By default, Allegro uses UTF-8 encoded text (U_UTF8). This is a variable-width format, where characters can occupy anywhere from one to six bytes. The nice thing about it is that characters ranging from 0-127 are encoded directly as themselves, so UTF-8 is upwardly compatible with 7 bit ASCII ("Hello, World!" means the same thing regardless of whether you interpret it as ASCII or UTF-8 data). Any character values above 128, such as accented vowels, the UK currency symbol, and Arabic or Chinese characters, will be encoded as a sequence of two or more bytes, each in the range 128-255. This means you will never get what looks like a 7 bit ASCII character as part of the encoding of a different character value, which makes it very easy to manipulate UTF-8 strings.

There are a few editing programs that understand UTF-8 format text files. Alternatively, you can write your strings in plain ASCII or 16 bit Unicode formats, and then use the Allegro textconv program to convert them into UTF-8.

If you prefer to use some other text format, you can set Allegro to work with normal 8 bit ASCII (U_ASCII), or 16 bit Unicode (U_UNICODE) instead, or you can provide some handler functions to make it support whatever other text encoding you like (for example it would be easy to add support for 32 bit UCS-4 characters, or the Chinese GB-code format).

There is some limited support for alternative 8 bit codepages, via the U_ASCII_CP mode. This is very slow, so you shouldn't use it for serious work, but it can be handy as an easy way to convert text between different codepages. By default the U_ASCII_CP mode is set up to reduce text to a clean 7 bit ASCII format, trying to replace any accented vowels with their simpler equivalents (this is used by the allegro_message() function when it needs to print an error report onto a text mode DOS screen). If you want to work with other codepages, you can do this by passing a character mapping table to the set_ucodepage() function.

Note that you can use the Unicode routines before you call install_allegro() or allegro_init(). If you want to work in a text mode other than UTF-8, it is best to set it with set_uformat() just before you call these.

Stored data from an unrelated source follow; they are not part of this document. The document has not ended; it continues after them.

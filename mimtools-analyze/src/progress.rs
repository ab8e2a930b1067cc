use std::sync::Mutex;

/// Monotone progress channel for a long-running analysis.
///
/// Values delivered to the callback are non-decreasing integers in `0..=100`.
/// [`ProgressReporter::report`] handles milestones and is clamped to 99; only
/// [`ProgressReporter::finish`] emits the terminal 100, and it does so exactly
/// once no matter how many times it is called or on which path the analysis
/// ends. The callback runs under an internal lock so concurrent workers can
/// never deliver values out of order.
pub struct ProgressReporter {
    callback: Option<Box<dyn Fn(u8) + Send + Sync>>,
    state: Mutex<ProgressState>,
}

struct ProgressState {
    last: u8,
    finished: bool,
}

impl ProgressReporter {
    pub fn new(callback: impl Fn(u8) + Send + Sync + 'static) -> Self {
        ProgressReporter {
            callback: Some(Box::new(callback)),
            state: Mutex::new(ProgressState {
                last: 0,
                finished: false,
            }),
        }
    }

    /// A reporter that tracks progress but calls nobody.
    pub fn disabled() -> Self {
        ProgressReporter {
            callback: None,
            state: Mutex::new(ProgressState {
                last: 0,
                finished: false,
            }),
        }
    }

    /// Reports a milestone. Values are clamped to 99 and anything at or below
    /// the last delivered value is dropped.
    pub fn report(&self, pct: u8) {
        let pct = pct.min(99);
        if let Ok(mut state) = self.state.lock() {
            if !state.finished && pct > state.last {
                state.last = pct;
                if let Some(cb) = &self.callback {
                    cb(pct);
                }
            }
        }
    }

    /// Delivers the terminal 100, exactly once.
    pub fn finish(&self) {
        if let Ok(mut state) = self.state.lock() {
            if !state.finished {
                state.finished = true;
                state.last = 100;
                if let Some(cb) = &self.callback {
                    cb(100);
                }
            }
        }
    }

    pub fn last(&self) -> u8 {
        self.state.lock().map(|s| s.last).unwrap_or(0)
    }

    pub fn is_finished(&self) -> bool {
        self.state.lock().map(|s| s.finished).unwrap_or(false)
    }
}

#[cfg(test)]
mod tests {
    use super::*;
    use pretty_assertions::assert_eq;
    use std::sync::Arc;

    fn recording() -> (ProgressReporter, Arc<Mutex<Vec<u8>>>) {
        let seen = Arc::new(Mutex::new(Vec::new()));
        let sink = Arc::clone(&seen);
        let reporter = ProgressReporter::new(move |pct| sink.lock().unwrap().push(pct));
        (reporter, seen)
    }

    #[test]
    fn reports_are_monotone_and_deduplicated() {
        let (reporter, seen) = recording();
        reporter.report(5);
        reporter.report(30);
        reporter.report(30);
        reporter.report(10);
        reporter.report(90);
        reporter.finish();

        assert_eq!(*seen.lock().unwrap(), vec![5, 30, 90, 100]);
    }

    #[test]
    fn report_never_emits_one_hundred() {
        let (reporter, seen) = recording();
        reporter.report(100);
        reporter.report(255);
        assert_eq!(*seen.lock().unwrap(), vec![99]);
        assert!(!reporter.is_finished());
    }

    #[test]
    fn finish_is_idempotent() {
        let (reporter, seen) = recording();
        reporter.report(40);
        reporter.finish();
        reporter.finish();
        reporter.report(50);

        let values = seen.lock().unwrap();
        assert_eq!(*values, vec![40, 100]);
        assert_eq!(values.iter().filter(|&&v| v == 100).count(), 1);
        assert_eq!(reporter.last(), 100);
    }

    #[test]
    fn disabled_reporter_still_tracks_state() {
        let reporter = ProgressReporter::disabled();
        reporter.report(50);
        assert_eq!(reporter.last(), 50);
        reporter.finish();
        assert!(reporter.is_finished());
        assert_eq!(reporter.last(), 100);
    }
}
use std::path::Path;
use std::sync::Arc;
use std::time::Duration;

use anyhow::{Context, Result, bail};
use clap::ArgMatches;
use indicatif::{ProgressBar, ProgressStyle};

use mimtools_analyze::{AnalysisOptions, IntersectionEngine, TaskRegistry, TaskStatus};
use mimtools_core::models::DomainMap;
use mimtools_seqstore::{DuplicatePolicy, SequenceStore, build_index, index::write_index_tsv};

use crate::input::{load_binding_cohort, load_domain_map, load_id_list};

pub fn run_index(matches: &ArgMatches) -> Result<()> {
    let dir = matches
        .get_one::<String>("dir")
        .expect("A sequence directory is required.");

    let policy = if matches.get_flag("first-wins") {
        DuplicatePolicy::FirstWins
    } else {
        DuplicatePolicy::LastWins
    };

    let index = build_index(Path::new(dir), policy)?;
    println!("Indexed {} sequences from {}", index.len(), dir);

    if let Some(output) = matches.get_one::<String>("output") {
        write_index_tsv(&index, Path::new(output))?;
        println!("Wrote index to {}", output);
    }

    Ok(())
}

pub fn run_fetch(matches: &ArgMatches) -> Result<()> {
    let dir = matches
        .get_one::<String>("dir")
        .expect("A sequence directory is required.");
    let sequence_id = matches
        .get_one::<String>("sequence-id")
        .expect("A sequence id is required.");

    let store = Arc::new(SequenceStore::open(Path::new(dir))?);
    let domains = match matches.get_one::<String>("domains") {
        Some(path) => load_domain_map(Path::new(path))?,
        None => DomainMap::new(),
    };
    let cohort = match matches.get_one::<String>("bindings") {
        Some(path) => load_binding_cohort(Path::new(path))?,
        None => Vec::new(),
    };

    let mut engine = IntersectionEngine::new(store, domains);
    engine.set_cohort(cohort);

    let report = engine.sequence_report(sequence_id)?;
    println!("{}", serde_json::to_string_pretty(&report)?);

    Ok(())
}

pub fn run_intersect(matches: &ArgMatches) -> Result<()> {
    let dir = matches
        .get_one::<String>("dir")
        .expect("A sequence directory is required.");
    let bindings = matches
        .get_one::<String>("bindings")
        .expect("A binding cohort file is required.");
    let domains = matches
        .get_one::<String>("domains")
        .expect("A domain hit file is required.");

    let opts = AnalysisOptions {
        affinity_ceiling: matches
            .get_one::<String>("affinity-ceiling")
            .map(|v| v.parse())
            .transpose()
            .context("affinity-ceiling must be numeric")?,
        bind_level: matches.get_one::<String>("bind-level").cloned(),
        max_sequences: matches
            .get_one::<String>("max-sequences")
            .map(|v| v.parse())
            .transpose()
            .context("max-sequences must be an integer")?,
    };

    let store = Arc::new(SequenceStore::open(Path::new(dir))?);
    let mut engine = IntersectionEngine::new(store, load_domain_map(Path::new(domains))?);
    engine.set_cohort(load_binding_cohort(Path::new(bindings))?);
    println!("Loaded {} binding records", engine.cohort_len());

    let bar = ProgressBar::new(100);
    bar.set_style(
        ProgressStyle::default_bar()
            .template("[{elapsed_precise}] {bar:40.cyan/blue} {pos}/100 analysis progress")
            .unwrap(),
    );

    let registry = TaskRegistry::new();
    let task = registry.spawn(move |progress| engine.analyze(&opts, progress));

    loop {
        match registry.status(task) {
            Some(TaskStatus::Running { progress }) => {
                bar.set_position(progress as u64);
                std::thread::sleep(Duration::from_millis(100));
            }
            Some(TaskStatus::Completed { result }) => {
                bar.finish_and_clear();
                println!("{}", serde_json::to_string_pretty(&result)?);
                break;
            }
            Some(TaskStatus::Failed { error }) => {
                bar.finish_and_clear();
                bail!("Analysis failed: {}", error);
            }
            None => bail!("Analysis task record was reclaimed before completion"),
        }
    }

    Ok(())
}

pub fn run_enrich(matches: &ArgMatches) -> Result<()> {
    let domains = matches
        .get_one::<String>("domains")
        .expect("A domain hit file is required.");
    let target = matches
        .get_one::<String>("target")
        .expect("A target cohort id file is required.");
    let background = matches
        .get_one::<String>("background")
        .expect("A background cohort id file is required.");

    let map = load_domain_map(Path::new(domains))?;
    let target_ids = load_id_list(Path::new(target))?;
    let background_ids = load_id_list(Path::new(background))?;

    let report = mimtools_analyze::enrichment_report(&target_ids, &background_ids, &map);
    println!(
        "{} enriched, {} depleted, {} exclusive domains",
        report.enriched.len(),
        report.depleted.len(),
        report.exclusive.len()
    );
    println!("{}", serde_json::to_string_pretty(&report)?);

    Ok(())
}
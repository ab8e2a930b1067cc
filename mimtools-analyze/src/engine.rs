use std::collections::{BTreeMap, BTreeSet, HashMap, HashSet};
use std::sync::Arc;
use std::sync::atomic::{AtomicUsize, Ordering};

use rayon::prelude::*;
use serde::Serialize;

use mimtools_core::models::{BindingRecord, DomainHit, DomainMap};
use mimtools_core::utils::worker_count;
use mimtools_seqstore::SequenceStore;

use crate::errors::AnalyzeError;
use crate::locate::{PositionHistogram, annotate_bindings};
use crate::progress::ProgressReporter;

/// Sequence ids retrieved per store round-trip during analysis.
pub const RETRIEVAL_BATCH_SIZE: usize = 100;

/// Minimum percentage of a peptide's span that must fall inside a domain for
/// the pair to count toward aggregates.
pub const SIGNIFICANT_OVERLAP_PCT: f64 = 50.0;

/// Cap on the contributing sequence ids sampled into each domain summary.
pub const MAX_SAMPLE_SEQUENCES: usize = 100;

/// Cohort filter and truncation parameters for one analysis run.
#[derive(Debug, Clone, Default)]
pub struct AnalysisOptions {
    pub affinity_ceiling: Option<f64>,
    pub bind_level: Option<String>,
    pub max_sequences: Option<usize>,
}

/// One row of the per-domain aggregate table.
#[derive(Debug, Clone, PartialEq, Serialize)]
pub struct DomainSummary {
    pub domain: String,
    pub binding_count: usize,
    pub sequence_count: usize,
    pub pct_of_sequences: f64,
    pub avg_bitscore: f64,
    pub avg_affinity: f64,
    pub sequences: Vec<String>,
}

/// Full result of one intersection analysis run.
///
/// `total_sequences` and `total_unique_sequences` both count the distinct
/// sequences on which at least one peptide was located; that set is also the
/// denominator for every summary's `pct_of_sequences`. `processed_sequences`
/// counts every selected sequence examined, and
/// `found_sequences_with_peptides` those with retrieved text and cohort rows.
#[derive(Debug, Clone, Default, Serialize)]
pub struct AnalysisReport {
    pub total_sequences: usize,
    pub domain_binding_counts: BTreeMap<String, usize>,
    pub domain_summaries: Vec<DomainSummary>,
    pub processed_sequences: usize,
    pub total_unique_sequences: usize,
    pub found_sequences_with_peptides: usize,
    pub binding_threshold: Option<f64>,
    pub binding_level: Option<String>,
}

/// Everything known about a single sequence: its text, its cohort bindings
/// with positions resolved, its domain hits, and the positional histogram.
#[derive(Debug, Clone, Serialize)]
pub struct SequenceReport {
    pub sequence_id: String,
    pub sequence: String,
    pub length: usize,
    pub bindings: Vec<BindingRecord>,
    pub domain_hits: Vec<DomainHit>,
    pub histogram: PositionHistogram,
}

/// Per-domain running totals, accumulated worker-locally and merged after the
/// parallel phase. Union/sum only, so merge order never changes the result.
#[derive(Debug, Default)]
struct DomainAggregate {
    binding_count: usize,
    sequences: BTreeSet<String>,
    bitscore_sum: f64,
    affinity_sum: f64,
}

impl DomainAggregate {
    fn merge(&mut self, other: DomainAggregate) {
        self.binding_count += other.binding_count;
        self.sequences.extend(other.sequences);
        self.bitscore_sum += other.bitscore_sum;
        self.affinity_sum += other.affinity_sum;
    }
}

#[derive(Default)]
struct PartitionOutcome {
    aggregates: HashMap<String, DomainAggregate>,
    processed: usize,
    found: usize,
    located: usize,
}

/// Computes peptide-domain intersections over a loaded binding cohort.
///
/// The cohort is filtered, its sequences retrieved in batches, every peptide
/// positioned, and each `(domain, peptide)` pair scored for overlap; pairs
/// covering at least half the peptide contribute to per-domain aggregates.
/// Sequence ids are partitioned across a bounded worker set and each worker
/// aggregates locally, so the partition count never affects the totals.
pub struct IntersectionEngine {
    store: Arc<SequenceStore>,
    domains: DomainMap,
    cohort: Option<Vec<BindingRecord>>,
    partitions: Option<usize>,
}

impl IntersectionEngine {
    pub fn new(store: Arc<SequenceStore>, domains: DomainMap) -> Self {
        IntersectionEngine {
            store,
            domains,
            cohort: None,
            partitions: None,
        }
    }

    /// Overrides the partition count (normally `min(available_parallelism, 8)`).
    pub fn with_partitions(mut self, partitions: usize) -> Self {
        self.partitions = Some(partitions.max(1));
        self
    }

    /// Loads the binding cohort and backfills an empty domain entry for every
    /// cohort sequence id so downstream lookups never miss.
    pub fn set_cohort(&mut self, cohort: Vec<BindingRecord>) {
        let ids: HashSet<&str> = cohort.iter().map(|r| r.sequence_id.as_str()).collect();
        self.domains.ensure_ids(ids);
        self.cohort = Some(cohort);
    }

    pub fn cohort_len(&self) -> usize {
        self.cohort.as_ref().map(Vec::len).unwrap_or(0)
    }

    pub fn domains(&self) -> &DomainMap {
        &self.domains
    }

    /// Runs one analysis. The progress reporter receives its terminal 100 on
    /// every path out of here, success or failure.
    pub fn analyze(
        &self,
        opts: &AnalysisOptions,
        progress: &ProgressReporter,
    ) -> Result<AnalysisReport, AnalyzeError> {
        let result = self.run(opts, progress);
        progress.finish();
        result
    }

    fn run(
        &self,
        opts: &AnalysisOptions,
        progress: &ProgressReporter,
    ) -> Result<AnalysisReport, AnalyzeError> {
        let cohort = self.cohort.as_ref().ok_or(AnalyzeError::CohortNotLoaded)?;

        let mut filtered: Vec<&BindingRecord> = cohort
            .iter()
            .filter(|r| {
                opts.bind_level
                    .as_deref()
                    .is_none_or(|level| r.bind_level == level)
                    && opts.affinity_ceiling.is_none_or(|c| r.affinity <= c)
            })
            .collect();
        progress.report(5);

        // distinct ids in first-appearance order, so truncation is stable
        let mut ids: Vec<String> = Vec::new();
        {
            let mut seen = HashSet::new();
            for record in &filtered {
                if seen.insert(record.sequence_id.as_str()) {
                    ids.push(record.sequence_id.clone());
                }
            }
        }

        if let Some(max) = opts.max_sequences {
            if ids.len() > max {
                ids.truncate(max);
                let kept: HashSet<&str> = ids.iter().map(String::as_str).collect();
                filtered.retain(|r| kept.contains(r.sequence_id.as_str()));
            }
        }

        if filtered.is_empty() {
            // nothing survived the filters: a valid all-zero result
            return Ok(AnalysisReport {
                binding_threshold: opts.affinity_ceiling,
                binding_level: opts.bind_level.clone(),
                ..AnalysisReport::default()
            });
        }

        let mut sequences: HashMap<String, String> = HashMap::with_capacity(ids.len());
        let batch_count = ids.len().div_ceil(RETRIEVAL_BATCH_SIZE);
        for (i, chunk) in ids.chunks(RETRIEVAL_BATCH_SIZE).enumerate() {
            sequences.extend(self.store.get_batch(chunk));
            progress.report((5 + 25 * (i + 1) / batch_count) as u8);
        }

        let mut grouped: HashMap<&str, Vec<BindingRecord>> = HashMap::new();
        for record in &filtered {
            grouped
                .entry(record.sequence_id.as_str())
                .or_default()
                .push((*record).clone());
        }
        progress.report(40);

        let partition_count = self
            .partitions
            .unwrap_or_else(worker_count)
            .clamp(1, ids.len());
        let chunk_size = ids.len().div_ceil(partition_count);

        let done = AtomicUsize::new(0);
        let total = ids.len();
        let outcomes: Vec<PartitionOutcome> = ids
            .chunks(chunk_size)
            .collect::<Vec<_>>()
            .par_iter()
            .map(|partition| {
                let mut outcome = PartitionOutcome::default();
                for id in *partition {
                    let text = sequences.get(id).map(String::as_str).unwrap_or("");
                    let mut bindings = grouped.get(id.as_str()).cloned().unwrap_or_default();
                    annotate_bindings(text, &mut bindings);

                    outcome.processed += 1;
                    if !text.is_empty() && !bindings.is_empty() {
                        outcome.found += 1;
                    }
                    if bindings.iter().any(BindingRecord::is_positioned) {
                        outcome.located += 1;
                    }

                    let hits = self.domains.get(id);
                    if !hits.is_empty() {
                        intersect_sequence(id, &bindings, hits, &mut outcome.aggregates);
                    }

                    let n = done.fetch_add(1, Ordering::Relaxed) + 1;
                    progress.report((40 + 50 * n / total) as u8);
                }
                outcome
            })
            .collect();

        let mut merged: HashMap<String, DomainAggregate> = HashMap::new();
        let mut processed_sequences = 0;
        let mut found_sequences_with_peptides = 0;
        let mut located_sequences = 0;
        for outcome in outcomes {
            processed_sequences += outcome.processed;
            found_sequences_with_peptides += outcome.found;
            located_sequences += outcome.located;
            for (domain, aggregate) in outcome.aggregates {
                merged.entry(domain).or_default().merge(aggregate);
            }
        }

        let mut domain_binding_counts = BTreeMap::new();
        let mut domain_summaries = Vec::with_capacity(merged.len());
        for (domain, aggregate) in merged {
            domain_binding_counts.insert(domain.clone(), aggregate.binding_count);
            let n = aggregate.binding_count as f64;
            domain_summaries.push(DomainSummary {
                domain,
                binding_count: aggregate.binding_count,
                sequence_count: aggregate.sequences.len(),
                pct_of_sequences: aggregate.sequences.len() as f64 / located_sequences as f64
                    * 100.0,
                avg_bitscore: aggregate.bitscore_sum / n,
                avg_affinity: aggregate.affinity_sum / n,
                sequences: aggregate
                    .sequences
                    .iter()
                    .take(MAX_SAMPLE_SEQUENCES)
                    .cloned()
                    .collect(),
            });
        }
        domain_summaries.sort_by(|a, b| {
            b.binding_count
                .cmp(&a.binding_count)
                .then_with(|| a.domain.cmp(&b.domain))
        });

        Ok(AnalysisReport {
            total_sequences: located_sequences,
            domain_binding_counts,
            domain_summaries,
            processed_sequences,
            total_unique_sequences: located_sequences,
            found_sequences_with_peptides,
            binding_threshold: opts.affinity_ceiling,
            binding_level: opts.bind_level.clone(),
        })
    }

    /// Assembles the full picture for one sequence id: retrieved text, its
    /// cohort bindings with positions resolved, domain hits, histogram.
    pub fn sequence_report(&self, sequence_id: &str) -> Result<SequenceReport, AnalyzeError> {
        let cohort = self.cohort.as_ref().ok_or(AnalyzeError::CohortNotLoaded)?;

        let sequence = self.store.get(sequence_id);
        let mut bindings: Vec<BindingRecord> = cohort
            .iter()
            .filter(|r| r.sequence_id == sequence_id)
            .cloned()
            .collect();
        let histogram = annotate_bindings(&sequence, &mut bindings);
        let length = if sequence.is_empty() {
            self.store.get_length(sequence_id)
        } else {
            sequence.len()
        };

        Ok(SequenceReport {
            sequence_id: sequence_id.to_string(),
            length,
            bindings,
            domain_hits: self.domains.get(sequence_id).to_vec(),
            histogram,
            sequence,
        })
    }
}

/// Scores every `(domain, positioned peptide)` pair on one sequence.
///
/// Domain coordinates come from the annotation tool (1-based inclusive);
/// peptide positions from substring search (0-based inclusive). They are
/// compared directly, matching the upstream pipeline's convention.
fn intersect_sequence(
    sequence_id: &str,
    bindings: &[BindingRecord],
    hits: &[DomainHit],
    aggregates: &mut HashMap<String, DomainAggregate>,
) {
    for binding in bindings.iter().filter(|b| b.is_positioned()) {
        let peptide_len = binding.peptide.len();
        if peptide_len == 0 {
            continue;
        }
        for hit in hits {
            let overlap = (hit.end as i64).min(binding.position_end)
                - (hit.start as i64).max(binding.position_start)
                + 1;
            if overlap <= 0 {
                continue;
            }
            let overlap_pct = overlap as f64 / peptide_len as f64 * 100.0;
            if overlap_pct < SIGNIFICANT_OVERLAP_PCT {
                continue;
            }

            let aggregate = aggregates.entry(hit.name.clone()).or_default();
            aggregate.binding_count += 1;
            aggregate.sequences.insert(sequence_id.to_string());
            aggregate.bitscore_sum += hit.bitscore;
            aggregate.affinity_sum += binding.affinity;
        }
    }
}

void set_uformat(int type);
Sets the current text encoding format. This will affect all parts of Allegro, wherever you see a function that returns a char *, or takes a char * as a parameter. The type should be one of the values:

      U_ASCII     - fixed size, 8 bit ASCII characters
      U_ASCII_CP  - alternative 8 bit codepage (see set_ucodepage())
      U_UNICODE   - fixed size, 16 bit Unicode characters
      U_UTF8      - variable size, UTF-8 format Unicode characters

Although you can change the text format on the fly, this is not a good idea. Many strings, for example the names of your hardware drivers and any language translations, are loaded when you call allegro_init(), so if you change the encoding format after this, they will be in the wrong format, and things will not work properly. Generally you should only call set_uformat() once, before allegro_init(), and then leave it on the same setting for the duration of your program.

int get_uformat(void);
Returns the currently selected text encoding format.

void register_uformat(int type, int (*u_getc)(const char *s), int (*u_getx)(char **s), int (*u_setc)(char *s, int c), int (*u_width)(const char *s), int (*u_cwidth)(int c), int (*u_isok)(int c));
Installs a set of custom handler functions for a new text encoding format. The type is the ID code for your new format, which should be a 4-character string as produced by the AL_ID() macro, and which can later be passed to functions like set_uformat() and uconvert(). The function parameters are handlers that implement the character access for your new type: see below for details of these.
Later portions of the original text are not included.